Monday, June 25, 2012

UI work


Last week I spent a huge amount of time getting the general interface of the relationship editor working: adding, removing, and changing relationships, along with the associated dialogs to do this.

Nothing can be submitted yet, but that's what I'm focusing on this week.

The UI in general took quite a bit longer than expected, because there were so many problems that occurred when an entity or relationship appeared more than once on the release. For example, some releases have duplicate recordings; even more have different recordings of the same work. When the user changes a relationship attached to one of these entities, it should change everywhere else it appears on the page.

These changes must also remain persistent if the user submits the form, but there are errors that they must correct. This is also something I'm working on this week. As it turns out, this isn't as difficult as I once thought: it's fairly trivial to embed the submitted CGI params in the page, and re-construct everything using JavaScript. I'm already halfway towards this goal.

The obvious missing features right now are batch relationship-adding/editing, batch work-creation, and release relationships.

The current progress is viewable at http://bitmap.mbsandbox.org/ - I try to keep this server running at all times, but keep in mind it's my development server, so it may not always work. The relationship editor is accesible from the the "Edit Relationships" tab on any release page.

Monday, June 11, 2012

More progress

At last week's meeting, we decided on a solution to MB's templating issues, but the design is yet to be finalized or implemented. At the moment my code still uses jQuery to clone hidden HTML fragments on the page, which is ugly and tedious.

My current challenge in implementing the relationship editor is the amount of information it needs access to on the page. To function properly, the JavaScript needs to know:

  • What relationships the server has
  • What relationships are pending (i.e. entered by the user), even if there's an error and the page refreshes
  • A structure of link type data (including ids, allowed attributes, descriptions, link phrases, etc.).
These are partially solved by requesting this info from the database and embedding it into the template's JavaScript as JSON. If the new templating system were in place, it would be much nicer to be able request this data as it's needed (e.g. link type descriptions, attributes).

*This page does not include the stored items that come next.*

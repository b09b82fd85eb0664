//! Core types for playback management

use crate::volume::Volume;
use lectern_core::MediaItem;
use serde::{Deserialize, Serialize};
use std::fmt;

/// Selection generation
///
/// Bumped on every selection and every resequencing. Resource events are
/// tagged with the generation that was active when their load was requested;
/// events from any other generation are discarded.
#[derive(Debug, Clone, Copy, Default, PartialEq, Eq, Hash, PartialOrd, Ord, Serialize, Deserialize)]
#[serde(transparent)]
pub struct Generation(u64);

impl Generation {
    pub fn new(value: u64) -> Self {
        Self(value)
    }

    /// The generation following this one
    ///
    /// Saturates at `u64::MAX`. From there every further selection shares
    /// that generation, so late events are no longer told apart; at one
    /// selection per nanosecond the ceiling is centuries away.
    #[must_use]
    pub fn next(self) -> Self {
        Self(self.0.saturating_add(1))
    }

    pub fn get(self) -> u64 {
        self.0
    }
}

impl fmt::Display for Generation {
    fn fmt(&self, f: &mut fmt::Formatter<'_>) -> fmt::Result {
        write!(f, "g{}", self.0)
    }
}

/// Player status
#[derive(Debug, Clone, Copy, PartialEq, Eq, Serialize, Deserialize)]
pub enum PlayerStatus {
    /// Selected but never started (or reset by a selection / load failure)
    Idle,

    /// Currently playing
    Playing,

    /// Paused mid-item
    Paused,

    /// Reached the natural end of the resource
    Ended,
}

/// Playback state snapshot
///
/// An immutable value: the reducer produces a new one for every applied
/// action, and the controller is its only writer.
#[derive(Debug, Clone, PartialEq, Serialize, Deserialize)]
pub struct PlaybackState {
    /// Selected material, `None` until something is selected
    pub current_item: Option<MediaItem>,

    /// Position of `current_item` in the playlist
    pub current_index: usize,

    pub status: PlayerStatus,

    /// Always `status == Playing`
    pub is_playing: bool,

    /// Seconds, as last reported by the resource
    pub current_time: f64,

    /// Seconds, 0 until metadata is loaded
    pub duration: f64,

    pub volume: Volume,

    /// Whether the playlist side panel is shown
    pub playlist_visible: bool,

    /// Generation of the active selection
    pub generation: Generation,

    /// Message of the last resource failure for the current selection
    pub load_error: Option<String>,
}

impl PlaybackState {
    /// Initial state: nothing selected
    pub fn new(config: &PlayerConfig) -> Self {
        Self {
            current_item: None,
            current_index: 0,
            status: PlayerStatus::Idle,
            is_playing: false,
            current_time: 0.0,
            duration: 0.0,
            volume: Volume::new(config.initial_volume),
            playlist_visible: config.playlist_visible,
            generation: Generation::default(),
            load_error: None,
        }
    }

    pub fn has_selection(&self) -> bool {
        self.current_item.is_some()
    }

    /// Played fraction in percent, 0 when the duration is unknown
    pub fn progress_percent(&self) -> f64 {
        if self.duration > 0.0 {
            (self.current_time / self.duration * 100.0).clamp(0.0, 100.0)
        } else {
            0.0
        }
    }
}

impl Default for PlaybackState {
    fn default() -> Self {
        Self::new(&PlayerConfig::default())
    }
}

/// Configuration for the playback controller
#[derive(Debug, Clone, PartialEq, Serialize, Deserialize)]
#[serde(default)]
pub struct PlayerConfig {
    /// Initial volume (0.0-1.0, default: 1.0)
    pub initial_volume: f64,

    /// Show the playlist panel initially (default: true)
    pub playlist_visible: bool,

    /// Select the next item after one ends naturally (default: false)
    ///
    /// The next item is selected but not started.
    pub auto_advance: bool,
}

impl Default for PlayerConfig {
    fn default() -> Self {
        Self {
            initial_volume: 1.0,
            playlist_visible: true,
            auto_advance: false,
        }
    }
}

Some data we have to request as it's needed: for example, when a user searches for an entity, the rel editor needs to know all of its relationships. The XML web service is not sufficient for this, because it doesn't include database ids and other essential information. For this, last week I added an ?inc=rels argument to the /ws/js/entity web service: http://bitmap.mbsandbox.org/ws/js/entity/93889748-1092-3241-8b31-c648203415f3?inc=rels

With more of the backend in place, I've made a ton of progress. Although I missed the deadline for my first task ("Relate multiple recordings on a release to works"), I still feel that I'm ahead of schedule, because much of my code is portable to the other tasks, making them much easier to implement.

Monday, June 4, 2012

Small update

Some semi-exciting news is that I finally have a sandbox set up on mbsandbox.org, and I'll be pushing all of my changes so far to there within a few days, allowing people to test adding recording <-> work relationships. Once that's ready, I'll post a link here with instructions.

I'm at a bit of a roadblock with regards to templating. To display relationships on the page, both the client and server would ideally make use of the same templates. Otherwise, there's messy duplication that can lead to other issues. There's no existing solution for this in place on MB, so before I can write code that doesn't rely on such duplication, this issue will have to be discussed with the other MB server devs.

Wednesday, May 23, 2012

GSoC 2012 Intro

I'm working with MusicBrainz on another GSoC project this year! As you can see, this is the same blog as last year, so the older Picard posts are still visible.

I'll be coding a new tool for editors called the relationship editor (or rel editor for short). The rel editor will solve many inefficiencies WRT how editors currently relate recordings to works and add relationships to recordings and works on a release. It'll unify these actions under a single interface, so an editor can submit most or all liner note credits for a release in a single form. If this sounds awesome, it's because IT IS!

A good amount of work will center on making the interface intuitive enough to easily figure out, and simple enough so that working with it doesn't become a chore. I'm not a UI designer, so I'll be taking a lot of feedback into consideration. If you're curious, here's the mockup I created for my initial proposal. While the basic UI actions should remain the same, the final layout may have significant changes!

Because of this project's size, it was broken into smaller tasks. My first task (due on June 10) will allow "relat[ing] multiple recordings on a release to works (using the performance and medley relationships) under a single interface." If you're familiar with this browser script, then you're aware how much more efficient this is than navigating to every recording page and submitting each relationship separately.